"""

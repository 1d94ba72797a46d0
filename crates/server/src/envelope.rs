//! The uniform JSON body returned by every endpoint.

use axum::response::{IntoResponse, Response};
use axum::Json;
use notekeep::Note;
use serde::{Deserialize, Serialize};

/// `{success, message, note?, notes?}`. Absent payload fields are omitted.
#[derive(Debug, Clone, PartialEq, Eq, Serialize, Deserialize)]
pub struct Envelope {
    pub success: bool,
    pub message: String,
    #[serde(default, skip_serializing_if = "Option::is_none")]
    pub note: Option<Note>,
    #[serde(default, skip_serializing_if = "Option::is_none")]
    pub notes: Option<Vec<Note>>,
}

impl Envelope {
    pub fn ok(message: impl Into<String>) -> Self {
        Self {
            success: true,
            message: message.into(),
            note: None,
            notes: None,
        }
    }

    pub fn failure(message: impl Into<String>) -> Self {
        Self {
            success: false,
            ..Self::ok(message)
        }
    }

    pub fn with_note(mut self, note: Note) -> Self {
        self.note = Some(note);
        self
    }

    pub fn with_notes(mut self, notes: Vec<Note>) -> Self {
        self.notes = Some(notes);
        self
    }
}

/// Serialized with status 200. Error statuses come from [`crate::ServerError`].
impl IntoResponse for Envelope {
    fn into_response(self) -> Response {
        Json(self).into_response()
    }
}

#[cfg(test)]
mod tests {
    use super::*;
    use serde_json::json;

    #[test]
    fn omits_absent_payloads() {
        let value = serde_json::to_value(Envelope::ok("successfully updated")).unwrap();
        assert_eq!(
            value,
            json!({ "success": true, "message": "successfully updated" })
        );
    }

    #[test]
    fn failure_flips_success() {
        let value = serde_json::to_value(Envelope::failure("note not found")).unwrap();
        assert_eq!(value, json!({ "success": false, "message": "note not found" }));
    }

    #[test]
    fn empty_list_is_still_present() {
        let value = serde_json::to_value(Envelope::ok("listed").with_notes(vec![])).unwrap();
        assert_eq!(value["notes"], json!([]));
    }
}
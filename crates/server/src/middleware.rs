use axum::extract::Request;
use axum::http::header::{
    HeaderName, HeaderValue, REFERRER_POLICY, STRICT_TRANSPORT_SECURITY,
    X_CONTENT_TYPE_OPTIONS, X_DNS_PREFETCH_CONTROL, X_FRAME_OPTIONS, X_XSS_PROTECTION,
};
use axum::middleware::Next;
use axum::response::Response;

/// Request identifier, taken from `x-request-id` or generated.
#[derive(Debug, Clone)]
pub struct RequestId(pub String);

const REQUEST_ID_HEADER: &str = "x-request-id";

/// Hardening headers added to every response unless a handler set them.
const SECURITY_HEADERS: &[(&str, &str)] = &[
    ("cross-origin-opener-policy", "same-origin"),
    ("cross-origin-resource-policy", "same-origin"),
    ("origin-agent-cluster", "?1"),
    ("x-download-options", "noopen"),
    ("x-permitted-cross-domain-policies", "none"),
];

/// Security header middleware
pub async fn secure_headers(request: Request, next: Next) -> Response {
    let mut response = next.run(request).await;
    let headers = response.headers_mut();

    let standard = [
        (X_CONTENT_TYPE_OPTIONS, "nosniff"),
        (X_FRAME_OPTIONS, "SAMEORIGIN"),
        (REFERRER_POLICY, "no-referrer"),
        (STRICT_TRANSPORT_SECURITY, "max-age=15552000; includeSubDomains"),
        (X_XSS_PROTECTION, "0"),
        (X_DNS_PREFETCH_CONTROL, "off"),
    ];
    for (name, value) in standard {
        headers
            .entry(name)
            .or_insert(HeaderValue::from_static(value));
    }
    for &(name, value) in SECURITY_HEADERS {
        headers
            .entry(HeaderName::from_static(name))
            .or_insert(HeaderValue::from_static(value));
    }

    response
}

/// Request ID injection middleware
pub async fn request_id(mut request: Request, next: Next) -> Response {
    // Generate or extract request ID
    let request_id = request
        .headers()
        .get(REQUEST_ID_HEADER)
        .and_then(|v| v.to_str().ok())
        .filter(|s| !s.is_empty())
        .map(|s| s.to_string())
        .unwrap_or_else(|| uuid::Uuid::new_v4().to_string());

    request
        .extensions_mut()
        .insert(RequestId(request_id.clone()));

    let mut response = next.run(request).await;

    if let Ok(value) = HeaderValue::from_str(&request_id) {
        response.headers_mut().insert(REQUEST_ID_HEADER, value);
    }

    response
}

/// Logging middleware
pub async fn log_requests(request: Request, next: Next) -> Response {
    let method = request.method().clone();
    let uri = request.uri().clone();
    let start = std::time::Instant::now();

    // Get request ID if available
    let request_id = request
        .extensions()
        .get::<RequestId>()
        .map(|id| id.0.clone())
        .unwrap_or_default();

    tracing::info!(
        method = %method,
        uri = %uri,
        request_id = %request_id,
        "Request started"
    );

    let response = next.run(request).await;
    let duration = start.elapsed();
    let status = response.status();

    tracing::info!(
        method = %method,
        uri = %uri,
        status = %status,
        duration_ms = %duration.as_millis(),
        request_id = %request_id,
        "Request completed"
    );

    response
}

"""
"""

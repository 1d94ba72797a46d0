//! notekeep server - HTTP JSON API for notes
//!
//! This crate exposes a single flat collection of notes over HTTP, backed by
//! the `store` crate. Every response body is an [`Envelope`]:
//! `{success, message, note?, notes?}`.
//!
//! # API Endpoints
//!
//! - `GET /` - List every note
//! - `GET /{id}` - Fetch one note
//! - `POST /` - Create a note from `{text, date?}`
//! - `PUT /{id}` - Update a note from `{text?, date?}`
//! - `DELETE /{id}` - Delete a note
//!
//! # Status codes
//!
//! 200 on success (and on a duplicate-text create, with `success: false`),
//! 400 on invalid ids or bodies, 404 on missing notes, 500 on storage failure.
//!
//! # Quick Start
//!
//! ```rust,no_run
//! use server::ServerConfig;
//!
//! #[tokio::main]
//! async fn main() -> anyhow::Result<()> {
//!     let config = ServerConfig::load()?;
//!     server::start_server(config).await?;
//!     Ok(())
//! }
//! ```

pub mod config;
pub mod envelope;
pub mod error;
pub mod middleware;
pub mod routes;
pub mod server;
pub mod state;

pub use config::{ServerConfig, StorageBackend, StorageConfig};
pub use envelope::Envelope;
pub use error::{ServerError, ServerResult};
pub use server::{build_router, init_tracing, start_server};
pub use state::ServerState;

"""
"""

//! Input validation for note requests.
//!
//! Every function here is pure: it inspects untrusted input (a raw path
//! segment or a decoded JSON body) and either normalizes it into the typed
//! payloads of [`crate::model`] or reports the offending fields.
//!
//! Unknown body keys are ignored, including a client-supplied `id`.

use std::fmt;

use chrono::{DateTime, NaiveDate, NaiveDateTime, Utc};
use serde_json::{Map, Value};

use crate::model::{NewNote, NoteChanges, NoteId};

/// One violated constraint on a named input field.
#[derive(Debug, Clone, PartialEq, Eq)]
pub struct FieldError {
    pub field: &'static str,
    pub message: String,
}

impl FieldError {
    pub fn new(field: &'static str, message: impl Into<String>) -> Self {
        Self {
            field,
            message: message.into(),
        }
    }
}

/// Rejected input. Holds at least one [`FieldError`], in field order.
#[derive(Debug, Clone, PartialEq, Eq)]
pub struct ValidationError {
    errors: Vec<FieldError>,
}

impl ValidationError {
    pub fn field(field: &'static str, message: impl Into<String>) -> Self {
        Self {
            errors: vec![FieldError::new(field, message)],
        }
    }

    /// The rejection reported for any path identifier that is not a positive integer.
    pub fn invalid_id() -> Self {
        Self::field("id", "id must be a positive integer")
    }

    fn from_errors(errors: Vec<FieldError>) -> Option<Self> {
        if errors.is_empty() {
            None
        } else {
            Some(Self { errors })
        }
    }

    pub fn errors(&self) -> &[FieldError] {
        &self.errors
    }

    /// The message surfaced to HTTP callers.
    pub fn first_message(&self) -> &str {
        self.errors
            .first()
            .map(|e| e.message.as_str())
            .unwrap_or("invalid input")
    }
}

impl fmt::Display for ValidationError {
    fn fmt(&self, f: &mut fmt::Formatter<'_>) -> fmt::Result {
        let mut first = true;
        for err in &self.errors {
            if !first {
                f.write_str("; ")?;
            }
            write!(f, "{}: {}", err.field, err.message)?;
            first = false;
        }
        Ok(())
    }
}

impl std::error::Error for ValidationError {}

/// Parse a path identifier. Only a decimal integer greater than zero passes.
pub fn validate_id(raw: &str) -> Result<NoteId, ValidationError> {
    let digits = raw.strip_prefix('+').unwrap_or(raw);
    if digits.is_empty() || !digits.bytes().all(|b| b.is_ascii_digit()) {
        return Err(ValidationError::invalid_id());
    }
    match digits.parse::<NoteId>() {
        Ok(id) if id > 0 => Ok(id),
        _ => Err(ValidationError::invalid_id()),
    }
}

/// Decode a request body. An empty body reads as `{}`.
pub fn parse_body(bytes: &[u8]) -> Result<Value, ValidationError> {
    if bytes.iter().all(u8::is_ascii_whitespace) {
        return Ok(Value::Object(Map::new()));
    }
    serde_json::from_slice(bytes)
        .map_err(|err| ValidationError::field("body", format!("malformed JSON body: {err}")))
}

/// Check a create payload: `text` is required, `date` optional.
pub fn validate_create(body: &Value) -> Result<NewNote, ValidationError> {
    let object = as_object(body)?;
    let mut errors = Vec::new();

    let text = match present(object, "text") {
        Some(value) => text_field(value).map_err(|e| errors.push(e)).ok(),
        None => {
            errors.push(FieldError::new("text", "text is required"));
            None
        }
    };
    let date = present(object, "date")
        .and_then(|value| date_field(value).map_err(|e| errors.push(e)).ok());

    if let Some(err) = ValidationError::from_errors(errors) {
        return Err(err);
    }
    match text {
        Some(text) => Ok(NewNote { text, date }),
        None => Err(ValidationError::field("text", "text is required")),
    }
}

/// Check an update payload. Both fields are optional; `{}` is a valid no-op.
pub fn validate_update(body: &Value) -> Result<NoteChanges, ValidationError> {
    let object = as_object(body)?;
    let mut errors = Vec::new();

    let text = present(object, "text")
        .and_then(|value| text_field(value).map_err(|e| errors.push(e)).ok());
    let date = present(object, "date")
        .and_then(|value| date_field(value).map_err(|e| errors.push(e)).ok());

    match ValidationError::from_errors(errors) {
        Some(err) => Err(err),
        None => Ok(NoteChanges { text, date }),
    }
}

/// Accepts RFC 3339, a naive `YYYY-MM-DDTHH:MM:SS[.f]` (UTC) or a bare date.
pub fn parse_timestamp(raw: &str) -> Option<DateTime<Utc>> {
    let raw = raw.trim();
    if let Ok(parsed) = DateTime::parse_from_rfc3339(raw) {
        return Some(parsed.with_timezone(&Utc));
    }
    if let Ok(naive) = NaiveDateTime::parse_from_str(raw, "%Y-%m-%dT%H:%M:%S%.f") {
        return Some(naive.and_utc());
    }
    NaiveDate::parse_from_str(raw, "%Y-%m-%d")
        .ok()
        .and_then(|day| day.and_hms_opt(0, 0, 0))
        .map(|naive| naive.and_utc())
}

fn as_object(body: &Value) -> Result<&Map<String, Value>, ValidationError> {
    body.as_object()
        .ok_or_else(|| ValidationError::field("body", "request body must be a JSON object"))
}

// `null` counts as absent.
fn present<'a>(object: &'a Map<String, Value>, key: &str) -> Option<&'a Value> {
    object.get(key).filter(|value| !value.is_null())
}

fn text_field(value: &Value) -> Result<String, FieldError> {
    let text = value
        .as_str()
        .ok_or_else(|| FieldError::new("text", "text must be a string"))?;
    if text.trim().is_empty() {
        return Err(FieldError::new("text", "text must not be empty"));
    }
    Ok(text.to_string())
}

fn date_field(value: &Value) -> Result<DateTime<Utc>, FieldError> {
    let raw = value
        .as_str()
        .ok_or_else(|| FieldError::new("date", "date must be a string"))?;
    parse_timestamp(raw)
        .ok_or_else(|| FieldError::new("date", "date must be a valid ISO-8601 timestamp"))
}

"""

__Exercise brief__: Which lines in the listing above include the string "HeaderValue"? Copy each of them.

__Exercise answer__:
    HeaderName, HeaderValue, REFERRER_POLICY, STRICT_TRANSPORT_SECURITY,
            .or_insert(HeaderValue::from_static(value));
            .or_insert(HeaderValue::from_static(value));
    if let Ok(value) = HeaderValue::from_str(&request_id) {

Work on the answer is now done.